On the surface, Luke Skywalker, Katniss Everdeen, and Harry Potter don’t have much in common—a farm boy in a backwater galaxy, a teenage girl in a dystopian future, and a kid living under the stairs in a clearly abusive family—and yet they are all YA (young adult) icons.
One trait that they share is that each character goes on a “Hero’s Journey,” a powerful engagement tool that is often lacking in the classroom. This is an ancient storytelling device. A seemingly normal person finds that, through no fault of their own, they have some mystic power or special gift and go on an epic quest to save the world. Along the way, they learn new skills or enhance old ones as they face challenges to prove their worth. In the end, this seemingly average person becomes a heroic, almost divine, figure. Luke becomes the last Jedi, Katniss emerges as the Mockingjay, and Harry is literally resurrected from the dead (sorry… spoilers).

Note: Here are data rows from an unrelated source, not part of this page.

// SPDX-License-Identifier: AGPL-3.0-or-later
//
// Copyright (C) 2026 Relational Network

//! Privacy-pool capability.
//!
//! The pool is consumed as two opaque operations: deposit funds owned by a
//! key, and withdraw them to a recipient. Failures are classified so the
//! launch engine can tell "try again later" from "give up".

pub mod relayer;

use async_trait::async_trait;

pub use relayer::RelayerPoolClient;

use crate::blockchain::validate_recipient;

/// Result of an accepted deposit.
#[derive(Debug, Clone, PartialEq, Eq)]
pub struct DepositReceipt {
    pub tx_ref: Option<String>,
}

/// Result of a completed withdrawal.
#[derive(Debug, Clone, PartialEq, Eq)]
pub struct WithdrawReceipt {
    pub tx_ref: String,
}

#[derive(Debug, Clone, PartialEq, Eq, thiserror::Error)]
pub enum PoolError {
    /// The pool has not indexed a spendable balance for the owner yet.
    #[error("no spendable pool balance yet: {0}")]
    NoSpendableBalance(String),

    #[error("insufficient funds: {0}")]
    InsufficientFunds(String),

    #[error("pool request timed out")]
    Timeout,

    #[error("pool unavailable: {0}")]
    Unavailable(String),

    #[error("pool rejected the request: {0}")]
    Rejected(String),

    #[error("invalid recipient: {0}")]
    InvalidRecipient(String),

    #[error("invalid owner key: {0}")]
    InvalidOwnerKey(String),
}

impl PoolError {
    /// Whether the same request may succeed later without intervention.
    pub fn is_retryable(&self) -> bool {
        matches!(
            self,
            Self::NoSpendableBalance(_) | Self::Timeout | Self::Unavailable(_)
        )
    }

    /// Classify a pool failure message that carries no other signal.
    pub fn from_message(message: impl Into<String>) -> Self {
        let message = message.into();
        let lower = message.to_ascii_lowercase();
        if is_no_spendable_balance(&lower) {
            Self::NoSpendableBalance(message)
        } else if lower.contains("insufficient") {
            Self::InsufficientFunds(message)
        } else {
            Self::Rejected(message)
        }
    }
}

fn is_no_spendable_balance(lower: &str) -> bool {
    lower.contains("need at least 1 unspent utxo")
        || lower.contains("no unspent")
        || lower.contains("no balance")
}

/// Validate a withdrawal recipient before any pool call.
pub fn checked_recipient(raw: &str) -> Result<String, PoolError> {
    validate_recipient(raw)
        .map(|address| address.to_string())
        .map_err(|e| PoolError::InvalidRecipient(e.to_string()))
}

/// Deposit/withdraw capability of a privacy pool.
#[async_trait]
pub trait PrivacyPool: Send + Sync {
    /// Deposit `amount` wei from the wallet controlled by `owner_secret`.
    ///
    /// Every attempt for the same launch must reuse `idempotency_key`, so a
    /// deposit whose acceptance was never observed is not performed twice.
    async fn deposit(
        &self,
        owner_secret: &str,
        amount: u128,
        idempotency_key: &str,
    ) -> Result<DepositReceipt, PoolError>;

    /// Withdraw `amount` wei of the owner's pool balance to `recipient`.
    async fn withdraw(
        &self,
        owner_secret: &str,
        amount: u128,
        recipient: &str,
    ) -> Result<WithdrawReceipt, PoolError>;
}

#[cfg(test)]
mod tests {
    use super::*;

    #[test]
    fn classifies_indexer_lag_messages() {
        for message in [
            "Need at least 1 unspent UTXO to perform a withdrawal",
            "need at least 1 unspent utxo",
            "No balance found for owner",
            "owner has no unspent notes",
        ] {
            let err = PoolError::from_message(message);
            assert!(
                matches!(err, PoolError::NoSpendableBalance(_)),
                "{message:?} classified as {err:?}"
            );
            assert!(err.is_retryable());
        }
    }

    #[test]
    fn classifies_insufficient_and_rejections() {
        assert!(matches!(
            PoolError::from_message("insufficient_funds"),
            PoolError::InsufficientFunds(_)
        ));
        let rejected = PoolError::from_message("proof verification failed");
        assert!(matches!(rejected, PoolError::Rejected(_)));
        assert!(!rejected.is_retryable());
    }

    #[test]
    fn transport_failures_are_retryable() {
        assert!(PoolError::Timeout.is_retryable());
        assert!(PoolError::Unavailable("503".to_string()).is_retryable());
        assert!(!PoolError::InsufficientFunds("x".to_string()).is_retryable());
        assert!(!PoolError::InvalidRecipient("x".to_string()).is_retryable());
    }

    #[test]
    fn recipient_is_validated() {
        assert!(checked_recipient("0x742d35cc6634c0532925a3b844bc9e7595f0beb1").is_ok());
        assert!(matches!(
            checked_recipient(""),
            Err(PoolError::InvalidRecipient(_))
        ));
        assert!(matches!(
            checked_recipient("0x0000000000000000000000000000000000000000"),
            Err(PoolError::InvalidRecipient(_))
        ));
    }
}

Epic quest narratives are often included in video games. I still remember playing the classic role-playing game Final Fantasy VII with my friends as a teenager. In the game, the player takes on the role of a young Cloud Strife, a nobody in a rebel movement that eventually becomes strong enough to defeat the big bad boss, a nearly literal demon named Sephiroth. The game’s narrative was so engaging that when a major character was killed about a third of the way through, my friends and I was speechless (sorry again… spoilers).
Twenty years later, there are still online communities lobbying to bring her back! I seem to remember spending more time with that game than with most of my homework assignments. As a parent now, I see my young boys devour the epic quest narratives in book series like The Magic Treehouse or in Netflix series like Troll Hunters. Like me, they routinely fight against homework time.
Each student’s story matters
In the back of every student’s mind is the eternal question, why do I need to learn this? A class narrative can provide an answer that addresses both immediate lesson activity needs as well as the overall importance of the subject. The structure of a classroom narrative will vary depending on the needs of the teacher.
When developing my class storyline, my immediate need was to improve student completion of the digital learning components of my flipped classroom structure. These recorded lectures that are to be completed outside of class time are important, but students struggle to complete all required parts. Inspiration came from a running app called Zombies, Run that uses narrative as a motivator for physical activity. Each episode has an introduction that explains the purpose of the run, and every two to three minutes the runner is rewarded with another piece of the narrative. The common runner is transformed into a hero that saves the town from a zombie apocalypse. The short term answer to “why do I need to do this?” is clearly answered, and that sense of purpose is a highly engaging internal motivator.
Giving your lessons meaning
Using this narrative device as a model for my 11th grade U.S. History class, I created a dystopian future with an autocratic dictatorship using the shell of our American Constitutional system. Among the fictional state’s first acts was the elimination of history from schools so that the public can be more easily manipulated.
In this world, the students take on the role of “Collector 10,” a young student saved from the Secret Police by Zed, the leader of a group of underground rebel historians. As Collectors, the students find and record summaries of long-forgotten history lectures and then create public history projects to re-educate the general public. The narrative provides a reason for engagement with the flipped content but also seeks to answer the bigger question: Why do I need to study history?
Throughout the year-long epic quest from novice Collector to the final takedown of the dictatorship, students learn what happens when the past is forgotten and historic skills are taken away. The narrative explains through an engaging story, rather than a dull lecture, how historic skills can be an effective weapon, and students realize firsthand through the unique class experience why studying history matters. The multilayered narrative provides a purpose for all of the hard work.
School-age kids are already self-interested and see themselves as full of special potential. YA fiction writers in all genres have long recognized young people’s desire to be a heroic figure going on epic quests.
In some ways, this is the goal of our modern push for a student-centered classroom. Teachers are asking students to become the heroes of their own education (like Luke, Katniss, or Harry) while the teacher become their guide (Obi Wan, Haymitch, or Dumbledore). A classroom narrative provides a reason for students to complete their work and creates the powerful internal motivator—a sense of purpose.